TASK OBJECTIVE - Count every line below in which "Scanner" occurs, then give only the count.
****************************************
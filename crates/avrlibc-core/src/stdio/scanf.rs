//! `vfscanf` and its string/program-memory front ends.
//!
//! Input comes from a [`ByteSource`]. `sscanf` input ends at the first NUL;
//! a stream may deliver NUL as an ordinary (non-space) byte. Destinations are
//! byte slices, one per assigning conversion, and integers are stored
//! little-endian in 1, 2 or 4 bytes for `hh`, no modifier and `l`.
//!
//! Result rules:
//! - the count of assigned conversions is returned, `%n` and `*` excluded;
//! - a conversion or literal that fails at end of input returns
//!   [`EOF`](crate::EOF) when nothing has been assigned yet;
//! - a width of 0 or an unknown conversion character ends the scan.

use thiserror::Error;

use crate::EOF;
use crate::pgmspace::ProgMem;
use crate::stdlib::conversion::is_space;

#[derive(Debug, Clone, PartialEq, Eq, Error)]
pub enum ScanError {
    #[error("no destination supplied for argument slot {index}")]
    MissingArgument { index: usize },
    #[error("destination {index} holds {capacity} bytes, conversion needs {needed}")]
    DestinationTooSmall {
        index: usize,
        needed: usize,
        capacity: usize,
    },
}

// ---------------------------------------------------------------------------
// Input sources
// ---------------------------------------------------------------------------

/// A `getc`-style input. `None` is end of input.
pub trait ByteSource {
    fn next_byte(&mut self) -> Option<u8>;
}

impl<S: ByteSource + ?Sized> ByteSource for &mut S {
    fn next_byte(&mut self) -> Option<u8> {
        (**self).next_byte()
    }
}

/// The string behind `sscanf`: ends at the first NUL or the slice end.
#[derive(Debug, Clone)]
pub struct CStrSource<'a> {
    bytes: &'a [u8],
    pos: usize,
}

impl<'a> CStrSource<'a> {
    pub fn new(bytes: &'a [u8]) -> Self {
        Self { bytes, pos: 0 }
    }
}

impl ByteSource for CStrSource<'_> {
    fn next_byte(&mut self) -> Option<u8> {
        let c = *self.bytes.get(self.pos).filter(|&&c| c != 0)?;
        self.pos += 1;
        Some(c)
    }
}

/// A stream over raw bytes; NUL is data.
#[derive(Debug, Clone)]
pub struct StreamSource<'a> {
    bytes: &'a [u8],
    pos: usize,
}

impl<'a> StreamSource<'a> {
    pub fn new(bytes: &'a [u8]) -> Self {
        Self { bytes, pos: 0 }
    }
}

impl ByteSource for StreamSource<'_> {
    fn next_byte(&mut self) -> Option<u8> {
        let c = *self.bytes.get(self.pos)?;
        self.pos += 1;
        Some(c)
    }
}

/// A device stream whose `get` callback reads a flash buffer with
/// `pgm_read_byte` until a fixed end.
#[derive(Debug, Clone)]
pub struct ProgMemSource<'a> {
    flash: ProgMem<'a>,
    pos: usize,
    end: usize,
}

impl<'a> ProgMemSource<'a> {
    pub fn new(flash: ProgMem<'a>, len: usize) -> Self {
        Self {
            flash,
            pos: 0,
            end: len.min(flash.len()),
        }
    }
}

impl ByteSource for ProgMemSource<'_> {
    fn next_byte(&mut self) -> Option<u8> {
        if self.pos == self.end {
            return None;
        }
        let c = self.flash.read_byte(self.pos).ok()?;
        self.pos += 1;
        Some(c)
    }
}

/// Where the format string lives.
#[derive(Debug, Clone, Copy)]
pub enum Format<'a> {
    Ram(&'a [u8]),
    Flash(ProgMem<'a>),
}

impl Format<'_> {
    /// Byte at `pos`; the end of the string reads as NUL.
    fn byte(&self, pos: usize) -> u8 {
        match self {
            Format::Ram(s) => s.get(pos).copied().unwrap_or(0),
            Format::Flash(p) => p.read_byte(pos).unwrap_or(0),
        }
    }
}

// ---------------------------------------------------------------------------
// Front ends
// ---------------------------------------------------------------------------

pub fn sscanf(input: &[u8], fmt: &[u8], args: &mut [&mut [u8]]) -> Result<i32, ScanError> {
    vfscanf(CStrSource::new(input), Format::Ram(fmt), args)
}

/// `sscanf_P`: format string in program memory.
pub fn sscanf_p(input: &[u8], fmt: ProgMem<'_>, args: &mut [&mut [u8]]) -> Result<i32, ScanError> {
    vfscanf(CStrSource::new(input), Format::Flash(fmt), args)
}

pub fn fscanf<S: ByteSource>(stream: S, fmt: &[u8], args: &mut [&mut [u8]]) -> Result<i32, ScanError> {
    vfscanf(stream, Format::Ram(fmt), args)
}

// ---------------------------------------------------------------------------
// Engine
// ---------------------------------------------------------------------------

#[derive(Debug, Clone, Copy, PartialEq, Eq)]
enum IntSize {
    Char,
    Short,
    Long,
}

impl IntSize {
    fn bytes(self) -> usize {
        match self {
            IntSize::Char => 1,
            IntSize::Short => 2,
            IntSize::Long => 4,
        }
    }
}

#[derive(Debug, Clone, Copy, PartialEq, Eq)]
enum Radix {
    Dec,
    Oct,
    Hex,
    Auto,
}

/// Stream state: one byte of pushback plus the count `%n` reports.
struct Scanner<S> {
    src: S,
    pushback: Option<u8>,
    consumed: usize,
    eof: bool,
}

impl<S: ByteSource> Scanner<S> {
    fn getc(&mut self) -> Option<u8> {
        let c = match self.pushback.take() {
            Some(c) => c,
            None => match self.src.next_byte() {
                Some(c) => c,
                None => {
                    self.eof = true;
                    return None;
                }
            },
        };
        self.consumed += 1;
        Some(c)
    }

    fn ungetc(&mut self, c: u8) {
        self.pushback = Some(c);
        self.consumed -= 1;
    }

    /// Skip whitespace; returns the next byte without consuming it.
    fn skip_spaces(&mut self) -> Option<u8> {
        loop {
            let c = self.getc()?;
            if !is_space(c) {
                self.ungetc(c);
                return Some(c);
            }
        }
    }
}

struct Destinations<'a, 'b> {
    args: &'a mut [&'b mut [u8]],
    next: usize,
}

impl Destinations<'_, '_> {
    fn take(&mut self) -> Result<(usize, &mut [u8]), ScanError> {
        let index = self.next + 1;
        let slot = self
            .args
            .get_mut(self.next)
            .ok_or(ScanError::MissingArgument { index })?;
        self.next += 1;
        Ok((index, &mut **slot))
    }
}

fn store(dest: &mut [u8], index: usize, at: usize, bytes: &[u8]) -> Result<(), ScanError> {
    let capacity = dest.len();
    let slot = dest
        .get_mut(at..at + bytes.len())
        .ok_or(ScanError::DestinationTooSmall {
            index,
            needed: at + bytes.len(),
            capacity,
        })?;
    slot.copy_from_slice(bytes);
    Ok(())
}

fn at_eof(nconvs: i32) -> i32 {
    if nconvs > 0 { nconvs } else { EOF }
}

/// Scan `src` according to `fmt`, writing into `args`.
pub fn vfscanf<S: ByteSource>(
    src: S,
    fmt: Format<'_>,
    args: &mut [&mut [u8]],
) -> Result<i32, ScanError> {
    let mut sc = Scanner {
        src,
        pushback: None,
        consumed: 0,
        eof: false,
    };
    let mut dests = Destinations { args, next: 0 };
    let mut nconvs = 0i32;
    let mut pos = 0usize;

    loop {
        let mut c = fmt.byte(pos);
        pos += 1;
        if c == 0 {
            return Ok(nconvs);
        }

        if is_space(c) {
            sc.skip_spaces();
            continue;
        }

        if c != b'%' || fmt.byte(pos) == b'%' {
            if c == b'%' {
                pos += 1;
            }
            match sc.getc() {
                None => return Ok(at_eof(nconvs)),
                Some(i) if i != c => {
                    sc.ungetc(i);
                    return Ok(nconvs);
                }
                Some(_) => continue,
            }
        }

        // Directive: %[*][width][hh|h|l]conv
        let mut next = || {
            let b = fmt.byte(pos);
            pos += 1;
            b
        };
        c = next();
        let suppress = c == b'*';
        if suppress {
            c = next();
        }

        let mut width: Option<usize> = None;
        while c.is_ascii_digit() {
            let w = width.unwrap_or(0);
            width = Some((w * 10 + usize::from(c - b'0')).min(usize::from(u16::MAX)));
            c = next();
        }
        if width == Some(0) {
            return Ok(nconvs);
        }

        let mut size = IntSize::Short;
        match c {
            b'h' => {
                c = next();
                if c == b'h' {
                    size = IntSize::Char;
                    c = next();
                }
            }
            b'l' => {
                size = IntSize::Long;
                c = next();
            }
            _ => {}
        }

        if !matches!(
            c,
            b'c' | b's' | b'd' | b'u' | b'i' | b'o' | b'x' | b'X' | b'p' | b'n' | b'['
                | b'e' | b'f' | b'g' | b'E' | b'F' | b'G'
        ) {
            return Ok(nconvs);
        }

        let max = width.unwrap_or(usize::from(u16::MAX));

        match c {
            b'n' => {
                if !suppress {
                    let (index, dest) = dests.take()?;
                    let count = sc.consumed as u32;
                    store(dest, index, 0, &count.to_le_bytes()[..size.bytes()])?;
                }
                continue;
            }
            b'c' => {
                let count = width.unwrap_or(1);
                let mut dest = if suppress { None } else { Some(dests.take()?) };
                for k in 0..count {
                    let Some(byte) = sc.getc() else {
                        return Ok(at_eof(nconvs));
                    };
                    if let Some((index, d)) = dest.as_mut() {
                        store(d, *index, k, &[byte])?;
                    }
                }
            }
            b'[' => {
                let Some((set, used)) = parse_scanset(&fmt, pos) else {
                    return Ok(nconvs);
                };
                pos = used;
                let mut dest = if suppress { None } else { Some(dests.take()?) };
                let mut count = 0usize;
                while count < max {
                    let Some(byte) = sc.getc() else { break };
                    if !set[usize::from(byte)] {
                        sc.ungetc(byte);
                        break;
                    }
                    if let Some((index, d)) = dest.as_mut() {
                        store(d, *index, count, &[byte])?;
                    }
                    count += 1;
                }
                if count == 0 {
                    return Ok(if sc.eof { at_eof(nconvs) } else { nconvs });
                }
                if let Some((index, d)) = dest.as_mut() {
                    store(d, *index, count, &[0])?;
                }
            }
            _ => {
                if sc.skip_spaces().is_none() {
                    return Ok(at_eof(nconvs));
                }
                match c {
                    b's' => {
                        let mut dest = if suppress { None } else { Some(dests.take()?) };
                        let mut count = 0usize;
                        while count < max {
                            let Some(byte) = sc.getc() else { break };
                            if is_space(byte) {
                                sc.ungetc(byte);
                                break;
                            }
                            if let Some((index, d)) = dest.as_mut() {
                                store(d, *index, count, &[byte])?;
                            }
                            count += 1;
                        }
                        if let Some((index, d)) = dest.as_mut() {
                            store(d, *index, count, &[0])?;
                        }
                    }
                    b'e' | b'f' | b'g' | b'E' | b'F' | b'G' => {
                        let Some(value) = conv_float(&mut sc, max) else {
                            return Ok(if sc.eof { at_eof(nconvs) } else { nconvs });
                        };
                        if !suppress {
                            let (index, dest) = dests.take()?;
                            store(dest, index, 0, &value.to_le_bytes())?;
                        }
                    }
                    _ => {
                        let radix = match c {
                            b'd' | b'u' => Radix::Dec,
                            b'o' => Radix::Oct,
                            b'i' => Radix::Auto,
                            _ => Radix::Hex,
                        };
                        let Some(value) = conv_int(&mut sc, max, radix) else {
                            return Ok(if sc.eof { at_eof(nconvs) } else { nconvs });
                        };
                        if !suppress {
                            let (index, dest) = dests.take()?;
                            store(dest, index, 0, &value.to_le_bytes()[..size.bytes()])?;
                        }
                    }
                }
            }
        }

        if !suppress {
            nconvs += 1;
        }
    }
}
****************************************
YOUR SOLUTION - 3